### TASK BRIEF
Select every line below containing the word "BASE".

### THE DATA
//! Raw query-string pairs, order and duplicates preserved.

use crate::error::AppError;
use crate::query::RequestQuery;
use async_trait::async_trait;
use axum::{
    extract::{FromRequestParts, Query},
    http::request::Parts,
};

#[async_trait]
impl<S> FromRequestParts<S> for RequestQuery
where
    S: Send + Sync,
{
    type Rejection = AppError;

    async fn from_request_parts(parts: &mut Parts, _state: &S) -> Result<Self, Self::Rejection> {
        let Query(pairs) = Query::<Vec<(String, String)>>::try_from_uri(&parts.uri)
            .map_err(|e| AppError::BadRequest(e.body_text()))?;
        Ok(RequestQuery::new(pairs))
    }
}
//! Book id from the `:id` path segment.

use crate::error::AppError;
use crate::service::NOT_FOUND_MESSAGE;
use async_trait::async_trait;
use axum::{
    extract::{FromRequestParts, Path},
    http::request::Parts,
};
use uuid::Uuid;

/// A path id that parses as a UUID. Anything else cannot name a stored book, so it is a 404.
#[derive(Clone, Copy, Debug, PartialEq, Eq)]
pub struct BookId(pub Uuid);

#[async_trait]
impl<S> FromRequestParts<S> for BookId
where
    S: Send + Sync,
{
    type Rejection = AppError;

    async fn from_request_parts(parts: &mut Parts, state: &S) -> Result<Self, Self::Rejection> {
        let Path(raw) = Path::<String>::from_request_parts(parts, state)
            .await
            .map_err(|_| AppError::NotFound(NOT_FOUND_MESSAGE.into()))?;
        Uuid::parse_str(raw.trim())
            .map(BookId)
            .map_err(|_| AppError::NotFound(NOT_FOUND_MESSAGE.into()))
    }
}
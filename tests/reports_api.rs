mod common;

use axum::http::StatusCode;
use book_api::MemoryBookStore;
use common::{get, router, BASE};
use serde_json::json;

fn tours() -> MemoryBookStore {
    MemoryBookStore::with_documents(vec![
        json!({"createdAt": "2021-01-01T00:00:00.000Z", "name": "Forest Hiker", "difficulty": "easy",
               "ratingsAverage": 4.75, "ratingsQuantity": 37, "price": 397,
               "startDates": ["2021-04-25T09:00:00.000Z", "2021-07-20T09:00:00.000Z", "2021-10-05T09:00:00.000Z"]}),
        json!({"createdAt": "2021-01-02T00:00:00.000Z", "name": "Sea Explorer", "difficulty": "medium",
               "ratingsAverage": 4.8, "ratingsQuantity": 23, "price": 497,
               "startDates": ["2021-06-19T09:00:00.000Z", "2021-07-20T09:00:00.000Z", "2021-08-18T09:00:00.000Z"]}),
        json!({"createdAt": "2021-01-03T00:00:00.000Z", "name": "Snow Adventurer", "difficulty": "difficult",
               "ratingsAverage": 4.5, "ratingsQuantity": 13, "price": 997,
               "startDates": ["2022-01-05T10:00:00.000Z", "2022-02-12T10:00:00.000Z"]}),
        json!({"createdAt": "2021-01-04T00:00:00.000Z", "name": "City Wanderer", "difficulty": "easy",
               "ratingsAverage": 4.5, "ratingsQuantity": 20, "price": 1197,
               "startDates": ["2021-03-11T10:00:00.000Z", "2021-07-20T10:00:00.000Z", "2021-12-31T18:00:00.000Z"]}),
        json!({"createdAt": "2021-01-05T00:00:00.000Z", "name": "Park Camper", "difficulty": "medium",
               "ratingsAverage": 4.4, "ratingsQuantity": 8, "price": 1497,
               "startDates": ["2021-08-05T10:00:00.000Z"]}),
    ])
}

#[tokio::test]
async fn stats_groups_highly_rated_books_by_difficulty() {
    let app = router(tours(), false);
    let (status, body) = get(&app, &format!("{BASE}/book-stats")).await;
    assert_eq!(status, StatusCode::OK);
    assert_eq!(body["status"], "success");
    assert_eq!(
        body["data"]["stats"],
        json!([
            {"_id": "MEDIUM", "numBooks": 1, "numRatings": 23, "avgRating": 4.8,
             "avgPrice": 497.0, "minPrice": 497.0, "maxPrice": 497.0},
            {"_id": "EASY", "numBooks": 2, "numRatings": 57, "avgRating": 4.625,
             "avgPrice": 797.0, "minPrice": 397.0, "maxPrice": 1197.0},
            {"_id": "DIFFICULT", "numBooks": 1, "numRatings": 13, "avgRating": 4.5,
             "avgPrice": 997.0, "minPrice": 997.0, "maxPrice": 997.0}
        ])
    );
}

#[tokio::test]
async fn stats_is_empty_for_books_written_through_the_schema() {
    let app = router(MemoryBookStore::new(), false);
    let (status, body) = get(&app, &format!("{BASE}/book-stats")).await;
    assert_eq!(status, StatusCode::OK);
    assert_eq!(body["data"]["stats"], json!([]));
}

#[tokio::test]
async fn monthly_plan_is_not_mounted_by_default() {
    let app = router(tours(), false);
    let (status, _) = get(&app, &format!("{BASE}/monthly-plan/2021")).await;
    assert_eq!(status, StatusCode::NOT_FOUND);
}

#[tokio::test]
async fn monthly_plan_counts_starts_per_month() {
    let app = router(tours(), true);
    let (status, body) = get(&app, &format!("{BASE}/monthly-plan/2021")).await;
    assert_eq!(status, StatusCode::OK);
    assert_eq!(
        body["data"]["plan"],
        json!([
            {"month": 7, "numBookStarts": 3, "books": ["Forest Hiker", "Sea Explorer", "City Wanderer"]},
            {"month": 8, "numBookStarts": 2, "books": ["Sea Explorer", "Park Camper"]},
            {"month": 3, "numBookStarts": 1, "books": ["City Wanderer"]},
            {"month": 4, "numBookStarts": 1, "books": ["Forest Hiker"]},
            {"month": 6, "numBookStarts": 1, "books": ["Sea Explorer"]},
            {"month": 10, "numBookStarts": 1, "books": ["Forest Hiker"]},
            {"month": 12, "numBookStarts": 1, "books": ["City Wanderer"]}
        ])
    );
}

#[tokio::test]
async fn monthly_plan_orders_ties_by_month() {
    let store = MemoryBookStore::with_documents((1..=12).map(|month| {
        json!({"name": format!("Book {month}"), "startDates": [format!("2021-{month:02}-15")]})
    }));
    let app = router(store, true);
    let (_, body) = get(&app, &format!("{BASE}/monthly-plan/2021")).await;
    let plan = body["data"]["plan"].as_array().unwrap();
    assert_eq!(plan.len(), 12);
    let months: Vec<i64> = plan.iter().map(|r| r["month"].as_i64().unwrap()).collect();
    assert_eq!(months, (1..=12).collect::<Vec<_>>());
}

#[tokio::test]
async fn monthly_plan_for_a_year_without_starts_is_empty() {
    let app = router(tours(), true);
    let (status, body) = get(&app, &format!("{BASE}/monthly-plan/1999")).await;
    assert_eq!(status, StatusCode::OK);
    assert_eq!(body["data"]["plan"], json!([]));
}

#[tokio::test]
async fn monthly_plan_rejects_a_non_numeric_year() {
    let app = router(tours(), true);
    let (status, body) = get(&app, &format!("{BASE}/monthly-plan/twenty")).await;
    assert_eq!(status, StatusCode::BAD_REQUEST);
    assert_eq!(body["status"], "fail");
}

### RESPONSE AREA
use common::{get, router, BASE};
    let (status, body) = get(&app, &format!("{BASE}/book-stats")).await;
    let (status, body) = get(&app, &format!("{BASE}/book-stats")).await;
    let (status, _) = get(&app, &format!("{BASE}/monthly-plan/2021")).await;
    let (status, body) = get(&app, &format!("{BASE}/monthly-plan/2021")).await;
    let (_, body) = get(&app, &format!("{BASE}/monthly-plan/2021")).await;
    let (status, body) = get(&app, &format!("{BASE}/monthly-plan/1999")).await;
    let (status, body) = get(&app, &format!("{BASE}/monthly-plan/twenty")).await;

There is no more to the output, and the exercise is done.